Charlie Brown metal? Outra faixa surpreendente e destoante no disco, esta é a passagem do Charlie Brown mais próxima de clichês metaleiros, vide notas agudas debulhadas depois de um riff rápido e abafado e antes do derradeiro solo de bateria. É a segunda faixa composta por toda a banda. Também começa com guitarra engraçadinha, quebrada por mudanças de dinâmica e trechos mais arrastados.

"Vou me embriagar de você"
Outro exemplo do vocal sussurrado de Chorão. Pouco cativante em relação à capacidade do músico, parece uma das que ajuda apenas a completar as 13 faixas sugeridas no título do disco. A única perspectiva interessante é pensar que ele não estava cantando "vou me embriagar de você" para uma pessoa. E mesmo se estivesse, é algo tocante pela confissão antes de morrer: "Estive só, estive sozinho".

"A mais linda do bar"
"Eu vou rodar essa cidade, porque eu sei que em algum lugar a garota dos meus sonhos está esperando por mim... Eu quero a garota mais linda do bar". A letra deste blues - outra surpresa do disco - dá um pouco mais de luz às histórias de Chorão rodando sozinho por bares de SP. Ele chegava sem ninguém, mas, segundo a música, não queria voltar desacompanhado.

"Samba triste"
Faz par com "Hoje sou eu que não mais te quero" ao misturar base de violão com guitarras distorcidas e arrastadas.
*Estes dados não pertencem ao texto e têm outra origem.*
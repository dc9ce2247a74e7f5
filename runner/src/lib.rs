use anyhow::{Context, Result};
use filter_core::config::FilterConfig;
use filter_core::controller::{FetchMode, FilterController, Phase, TopicReport};
use filter_core::eval::{evaluate, Evaluation};
use filter_core::filter::FilterKind;
use filter_core::output::{load_run, RunWriter};
use filter_core::qrels::{load_qrels, prune_qrels, write_qrels, write_relevant_tweets, PruneStats};
use filter_core::store::TweetSource;
use filter_core::topics::load_topics;
use filter_core::TweetId;
use std::fs::File;
use std::io::{BufReader, BufWriter, Write};
use std::path::{Path, PathBuf};
use std::sync::Mutex;
use tracing_subscriber::{fmt, EnvFilter};

/// Install the global subscriber. With `log_file` set, output goes to that
/// file without ANSI colours instead of stderr.
pub fn init_logging(log_file: Option<&Path>) -> Result<()> {
    match log_file {
        Some(path) => {
            let file = File::create(path).with_context(|| format!("creating log file {}", path.display()))?;
            fmt()
                .with_env_filter(EnvFilter::from_default_env())
                .with_writer(Mutex::new(file))
                .with_ansi(false)
                .init();
        }
        None => fmt().with_env_filter(EnvFilter::from_default_env()).init(),
    }
    Ok(())
}

/// Everything a filtering run needs besides the tweet store.
#[derive(Debug, Clone)]
pub struct RunOptions {
    pub filter: FilterKind,
    pub run_tag: String,
    pub topics: PathBuf,
    pub qrels: PathBuf,
    pub fetch_mode: FetchMode,
    pub all_decisions: bool,
    pub config: Option<PathBuf>,
}

#[derive(Debug)]
pub struct RunSummary {
    pub reports: Vec<TopicReport>,
    pub written: usize,
}

impl RunSummary {
    pub fn aborted(&self) -> usize {
        self.reports.iter().filter(|r| r.phase == Phase::Aborted).count()
    }
}

/// Filter every topic against `store` and write the run to `out`.
pub fn run_filter<W: Write>(store: &dyn TweetSource, opts: &RunOptions, out: W) -> Result<RunSummary> {
    let config = match &opts.config {
        Some(path) => FilterConfig::load(path).with_context(|| format!("loading config {}", path.display()))?,
        None => FilterConfig::default(),
    };
    let topics = load_topics(&opts.topics).with_context(|| format!("loading topics {}", opts.topics.display()))?;
    let judgments = load_qrels(&opts.qrels).with_context(|| format!("loading qrels {}", opts.qrels.display()))?;
    tracing::info!(
        filter = opts.filter.name(),
        topics = topics.len(),
        judgments = judgments.len(),
        mode = %opts.fetch_mode,
        "starting run"
    );

    let controller = FilterController::new(store, &judgments).with_fetch_mode(opts.fetch_mode);
    let mut writer = RunWriter::new(out, opts.run_tag.clone()).with_all_decisions(opts.all_decisions);
    let reports = controller.run(&topics, || opts.filter.build(&config), &mut writer)?;
    let written = writer.written();
    writer.finish()?;

    let summary = RunSummary { reports, written };
    tracing::info!(written, aborted = summary.aborted(), "run complete");
    Ok(summary)
}

pub fn show_tweet<W: Write>(store: &dyn TweetSource, id: TweetId, mut out: W) -> Result<()> {
    let tweet = store.fetch(id)?.with_context(|| format!("tweet {id} not found"))?;
    write!(out, "{tweet}")?;
    Ok(())
}

/// Print up to `limit` tweets starting at `id`. Returns how many were printed.
pub fn step_from<W: Write>(store: &dyn TweetSource, id: TweetId, limit: usize, mut out: W) -> Result<usize> {
    let mut shown = 0;
    for tweet in store.iter_from(id).take(limit) {
        let tweet = tweet?;
        if shown > 0 {
            writeln!(out)?;
        }
        write!(out, "{tweet}")?;
        shown += 1;
    }
    Ok(shown)
}

pub fn show_topics<W: Write>(topics: &Path, mut out: W) -> Result<()> {
    for (i, topic) in load_topics(topics)?.iter().enumerate() {
        if i > 0 {
            writeln!(out)?;
        }
        write!(out, "{topic}")?;
    }
    Ok(())
}

/// Re-emit a qrels file in canonical order.
pub fn rewrite_qrels<W: Write>(qrels: &Path, out: W) -> Result<()> {
    let judgments = load_qrels(qrels)?;
    write_qrels(&judgments, out)?;
    Ok(())
}

pub fn prune<W: Write>(store: &dyn TweetSource, qrels: &Path, out: W) -> Result<PruneStats> {
    let reader = BufReader::new(File::open(qrels).with_context(|| format!("opening {}", qrels.display()))?);
    let stats = prune_qrels(reader, out, store)?;
    tracing::info!(kept = stats.kept, dropped = stats.dropped, "pruned qrels");
    Ok(stats)
}

pub fn write_relevant<W: Write>(store: &dyn TweetSource, topics: &Path, qrels: &Path, out: W) -> Result<usize> {
    let topics = load_topics(topics)?;
    let judgments = load_qrels(qrels)?;
    Ok(write_relevant_tweets(&topics, &judgments, store, out)?)
}

/// Score a run file and print one line per topic plus the macro averages.
pub fn evaluate_run<W: Write>(qrels: &Path, run: &Path, mut out: W) -> Result<Evaluation> {
    let judgments = load_qrels(qrels)?;
    let records = load_run(run).with_context(|| format!("reading run {}", run.display()))?;
    let eval = evaluate(&judgments, &records);

    writeln!(out, "topic   tp   fp   fn  precision  recall  f0.5")?;
    for t in &eval.topics {
        writeln!(
            out,
            "MB{:03} {:4} {:4} {:4} {:10.4} {:7.4} {:5.4}",
            t.topic,
            t.true_positives.len(),
            t.false_positives.len(),
            t.false_negatives.len(),
            t.precision(),
            t.recall(),
            t.f_half()
        )?;
    }
    writeln!(
        out,
        "mean                {:10.4} {:7.4} {:5.4}",
        eval.mean_precision(),
        eval.mean_recall(),
        eval.mean_f_half()
    )?;
    Ok(eval)
}

/// Stdout, or a buffered file when `path` is given.
pub fn open_output(path: Option<&Path>) -> Result<Box<dyn Write>> {
    Ok(match path {
        Some(p) => Box::new(BufWriter::new(File::create(p).with_context(|| format!("creating {}", p.display()))?)),
        None => Box::new(std::io::stdout().lock()),
    })
}
use crate::{FilterError, Result};
use std::collections::BTreeMap;

/// The two classes a relevance classifier separates.
#[derive(Debug, Clone, Copy, PartialEq, Eq, Hash)]
pub enum Class {
    Nonrelevant = 0,
    Relevant = 1,
}

impl Class {
    const ALL: [Class; 2] = [Class::Nonrelevant, Class::Relevant];

    fn index(self) -> usize {
        self as usize
    }
}

/// Incrementally trained multinomial naive Bayes text model.
///
/// Every update adds `weight` to the class prior and `weight * count` to the
/// class-conditional count of each token. Probabilities use additive
/// (Laplace) smoothing with the configured pseudo-count. The model is never
/// rebuilt: it only grows through [`MultinomialModel::update`].
#[derive(Debug, Clone, PartialEq)]
pub struct MultinomialModel {
    laplace: f64,
    class_weight: [f64; 2],
    words_per_class: [f64; 2],
    word_counts: BTreeMap<String, [f64; 2]>,
}

impl MultinomialModel {
    pub fn new(laplace: f64) -> Self {
        Self {
            laplace,
            class_weight: [0.0; 2],
            words_per_class: [0.0; 2],
            word_counts: BTreeMap::new(),
        }
    }

    /// Absorb one weighted training document. On error the model is untouched.
    pub fn update(&mut self, bag: &BTreeMap<String, f64>, class: Class, weight: f64) -> Result<()> {
        if !weight.is_finite() || weight <= 0.0 {
            return Err(FilterError::ModelUpdate(format!("invalid instance weight {weight}")));
        }
        if let Some((token, count)) = bag.iter().find(|(_, c)| !c.is_finite() || **c < 0.0) {
            return Err(FilterError::ModelUpdate(format!("invalid count {count} for token {token:?}")));
        }
        let added: f64 = bag.values().map(|c| c * weight).sum();
        let c = class.index();
        if !(self.class_weight[c] + weight).is_finite() || !(self.words_per_class[c] + added).is_finite() {
            return Err(FilterError::ModelUpdate("class totals overflowed".into()));
        }

        self.class_weight[c] += weight;
        self.words_per_class[c] += added;
        for (token, count) in bag {
            self.word_counts.entry(token.clone()).or_insert([0.0; 2])[c] += count * weight;
        }
        Ok(())
    }

    /// Log posterior (up to a shared constant) for each class, indexed by
    /// `Class as usize`. Tokens the model has never seen are ignored.
    pub fn log_posteriors(&self, bag: &BTreeMap<String, f64>) -> Result<[f64; 2]> {
        let total: f64 = self.class_weight.iter().sum();
        if total <= 0.0 {
            return Err(FilterError::Classification("model has no training data".into()));
        }
        let vocabulary = self.word_counts.len() as f64;
        let mut scores = [0.0; 2];
        for class in Class::ALL {
            let c = class.index();
            let mut score = ((self.class_weight[c] + self.laplace) / (total + 2.0 * self.laplace)).ln();
            let denominator = self.words_per_class[c] + self.laplace * vocabulary;
            for (token, count) in bag {
                if let Some(counts) = self.word_counts.get(token) {
                    score += count * ((counts[c] + self.laplace) / denominator).ln();
                }
            }
            if !score.is_finite() {
                return Err(FilterError::Classification(format!("non-finite score for {class:?}")));
            }
            scores[c] = score;
        }
        Ok(scores)
    }

    /// Most probable class. Ties go to [`Class::Nonrelevant`].
    pub fn classify(&self, bag: &BTreeMap<String, f64>) -> Result<Class> {
        let scores = self.log_posteriors(bag)?;
        if scores[Class::Relevant.index()] > scores[Class::Nonrelevant.index()] {
            Ok(Class::Relevant)
        } else {
            Ok(Class::Nonrelevant)
        }
    }

    /// Sum of instance weights seen for `class`.
    pub fn class_weight(&self, class: Class) -> f64 {
        self.class_weight[class.index()]
    }

    /// Weighted occurrences of `token` in `class` documents.
    pub fn token_weight(&self, token: &str, class: Class) -> f64 {
        self.word_counts.get(token).map_or(0.0, |c| c[class.index()])
    }

    pub fn vocabulary_len(&self) -> usize {
        self.word_counts.len()
    }

    pub fn is_empty(&self) -> bool {
        self.class_weight.iter().all(|w| *w == 0.0)
    }
}

#[cfg(test)]
mod tests {
    use super::*;
    use crate::tokenizer::bag_of_words;

    #[test]
    fn empty_model_cannot_classify() {
        let model = MultinomialModel::new(1.0);
        assert!(matches!(
            model.classify(&bag_of_words("anything")),
            Err(FilterError::Classification(_))
        ));
    }

    #[test]
    fn learns_to_separate_vocabularies() {
        let mut model = MultinomialModel::new(1.0);
        model.update(&bag_of_words("apple harvest orchard"), Class::Relevant, 1.0).unwrap();
        model.update(&bag_of_words("football score match"), Class::Nonrelevant, 1.0).unwrap();
        assert_eq!(model.classify(&bag_of_words("the apple orchard")).unwrap(), Class::Relevant);
        assert_eq!(model.classify(&bag_of_words("match score today")).unwrap(), Class::Nonrelevant);
    }

    #[test]
    fn weights_scale_counts() {
        let mut model = MultinomialModel::new(1.0);
        model.update(&bag_of_words("apple apple"), Class::Relevant, 4.0).unwrap();
        assert_eq!(model.token_weight("apple", Class::Relevant), 8.0);
        assert_eq!(model.class_weight(Class::Relevant), 4.0);
        assert_eq!(model.token_weight("apple", Class::Nonrelevant), 0.0);
    }

    #[test]
    fn rejected_update_leaves_model_unchanged() {
        let mut model = MultinomialModel::new(1.0);
        model.update(&bag_of_words("apple"), Class::Relevant, 1.0).unwrap();
        let before = model.clone();
        for weight in [0.0, -1.0, f64::NAN, f64::INFINITY] {
            assert!(model.update(&bag_of_words("banana"), Class::Nonrelevant, weight).is_err());
        }
        assert_eq!(model, before);
    }
}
Se as primeiras músicas foram bem escolhidas para impressionar os fãs, para o final ficaram as melodias menos inventivas. A respeito do título, não há nada de samba, mas muito de tristeza. Até a "preservação da natureza para seu filho aproveitar" é tema de lição.

"Contrastes da vida"
A faixa curta e acústica tem os vocais menos agressivos que marcam o disco. Chorão fala em "evoluir, seguir em frente", mas ele mesmo rebate: "Mesmo o mais sábio às vezes não encontra uma saída". A última frase é de dar um nó na garganta: "A ação do tempo nas nossas vidas / deixou a gente sem saber por quê".